Isolate every line in the records below with "crates" in it.

• [EXTRACTED DATA]:
+--

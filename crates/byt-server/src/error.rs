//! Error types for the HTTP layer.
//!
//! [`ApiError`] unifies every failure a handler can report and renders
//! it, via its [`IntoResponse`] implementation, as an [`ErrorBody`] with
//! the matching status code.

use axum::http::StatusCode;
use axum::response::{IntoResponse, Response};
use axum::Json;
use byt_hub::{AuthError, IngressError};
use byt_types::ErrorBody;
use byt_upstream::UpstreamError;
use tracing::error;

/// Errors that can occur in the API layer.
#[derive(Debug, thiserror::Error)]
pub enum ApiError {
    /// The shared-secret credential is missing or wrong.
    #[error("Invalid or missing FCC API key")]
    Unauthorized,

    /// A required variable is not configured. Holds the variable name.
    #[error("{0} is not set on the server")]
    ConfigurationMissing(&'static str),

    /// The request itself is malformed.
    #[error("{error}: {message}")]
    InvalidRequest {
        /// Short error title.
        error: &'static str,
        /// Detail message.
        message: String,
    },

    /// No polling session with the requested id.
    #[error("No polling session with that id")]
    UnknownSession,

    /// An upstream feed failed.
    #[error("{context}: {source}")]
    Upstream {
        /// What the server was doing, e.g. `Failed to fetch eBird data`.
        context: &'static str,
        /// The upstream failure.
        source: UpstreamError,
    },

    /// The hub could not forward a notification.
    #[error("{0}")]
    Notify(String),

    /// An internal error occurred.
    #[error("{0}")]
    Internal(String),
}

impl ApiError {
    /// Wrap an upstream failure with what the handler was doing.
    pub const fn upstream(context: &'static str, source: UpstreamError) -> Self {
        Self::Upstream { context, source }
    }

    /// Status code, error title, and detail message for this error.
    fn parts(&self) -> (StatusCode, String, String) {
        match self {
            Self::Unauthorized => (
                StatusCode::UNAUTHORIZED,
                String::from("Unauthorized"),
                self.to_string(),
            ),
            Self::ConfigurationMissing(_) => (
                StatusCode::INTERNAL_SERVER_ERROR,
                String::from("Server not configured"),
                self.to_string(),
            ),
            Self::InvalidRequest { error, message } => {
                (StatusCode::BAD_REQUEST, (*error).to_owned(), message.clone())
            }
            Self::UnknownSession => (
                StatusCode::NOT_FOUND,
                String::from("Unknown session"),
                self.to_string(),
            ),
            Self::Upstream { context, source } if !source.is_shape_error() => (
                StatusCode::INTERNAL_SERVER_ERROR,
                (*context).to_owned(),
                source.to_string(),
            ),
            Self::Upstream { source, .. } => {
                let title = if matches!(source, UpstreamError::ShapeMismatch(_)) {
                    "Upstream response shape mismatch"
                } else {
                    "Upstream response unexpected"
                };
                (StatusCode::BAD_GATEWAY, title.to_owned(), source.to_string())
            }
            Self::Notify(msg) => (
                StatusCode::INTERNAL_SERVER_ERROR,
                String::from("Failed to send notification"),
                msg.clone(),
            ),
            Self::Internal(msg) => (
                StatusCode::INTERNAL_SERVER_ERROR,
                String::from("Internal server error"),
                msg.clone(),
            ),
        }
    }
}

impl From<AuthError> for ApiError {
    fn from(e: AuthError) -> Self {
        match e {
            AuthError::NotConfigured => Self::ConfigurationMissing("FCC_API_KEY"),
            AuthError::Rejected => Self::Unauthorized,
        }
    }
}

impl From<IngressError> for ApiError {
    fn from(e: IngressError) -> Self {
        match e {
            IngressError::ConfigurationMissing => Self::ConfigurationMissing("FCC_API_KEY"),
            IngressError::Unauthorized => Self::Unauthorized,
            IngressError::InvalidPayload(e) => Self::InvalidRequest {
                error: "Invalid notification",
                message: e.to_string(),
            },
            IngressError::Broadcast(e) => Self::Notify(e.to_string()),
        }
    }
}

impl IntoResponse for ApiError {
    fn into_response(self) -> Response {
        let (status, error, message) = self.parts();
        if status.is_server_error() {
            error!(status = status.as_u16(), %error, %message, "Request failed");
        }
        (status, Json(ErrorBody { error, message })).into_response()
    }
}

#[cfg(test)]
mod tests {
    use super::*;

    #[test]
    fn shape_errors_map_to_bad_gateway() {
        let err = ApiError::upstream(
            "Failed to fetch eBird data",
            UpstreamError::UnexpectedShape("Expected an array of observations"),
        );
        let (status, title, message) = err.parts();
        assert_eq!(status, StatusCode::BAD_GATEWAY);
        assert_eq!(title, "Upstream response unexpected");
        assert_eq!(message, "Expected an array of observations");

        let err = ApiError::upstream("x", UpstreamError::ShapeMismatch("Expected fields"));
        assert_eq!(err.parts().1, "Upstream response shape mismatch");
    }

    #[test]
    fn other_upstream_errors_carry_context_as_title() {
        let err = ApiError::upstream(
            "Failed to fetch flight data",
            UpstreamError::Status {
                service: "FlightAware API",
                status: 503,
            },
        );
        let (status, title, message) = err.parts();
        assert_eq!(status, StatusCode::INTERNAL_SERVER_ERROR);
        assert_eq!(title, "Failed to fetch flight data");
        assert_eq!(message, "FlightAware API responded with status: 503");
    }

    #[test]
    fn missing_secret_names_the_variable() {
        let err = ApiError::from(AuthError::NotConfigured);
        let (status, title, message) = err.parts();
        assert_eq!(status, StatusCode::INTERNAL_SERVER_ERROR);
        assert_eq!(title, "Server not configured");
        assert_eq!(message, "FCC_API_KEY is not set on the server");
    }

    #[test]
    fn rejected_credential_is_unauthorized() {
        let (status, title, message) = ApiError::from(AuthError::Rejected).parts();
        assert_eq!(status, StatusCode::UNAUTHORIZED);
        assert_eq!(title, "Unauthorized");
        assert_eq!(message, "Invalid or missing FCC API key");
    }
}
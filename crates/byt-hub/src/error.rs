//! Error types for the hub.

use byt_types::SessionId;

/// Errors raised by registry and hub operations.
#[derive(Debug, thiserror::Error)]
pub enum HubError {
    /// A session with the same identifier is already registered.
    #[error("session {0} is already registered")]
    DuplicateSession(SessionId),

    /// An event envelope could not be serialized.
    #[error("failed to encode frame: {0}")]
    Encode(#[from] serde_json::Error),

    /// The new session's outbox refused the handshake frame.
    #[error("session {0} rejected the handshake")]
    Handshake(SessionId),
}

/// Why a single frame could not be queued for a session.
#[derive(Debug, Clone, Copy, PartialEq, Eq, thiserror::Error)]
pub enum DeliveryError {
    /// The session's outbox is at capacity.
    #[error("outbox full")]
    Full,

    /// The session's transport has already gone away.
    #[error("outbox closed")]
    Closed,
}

+--

• [YOUR RESPONSE]:
filename crates/byt-server/src/error.rs
filename crates/byt-hub/src/error.rs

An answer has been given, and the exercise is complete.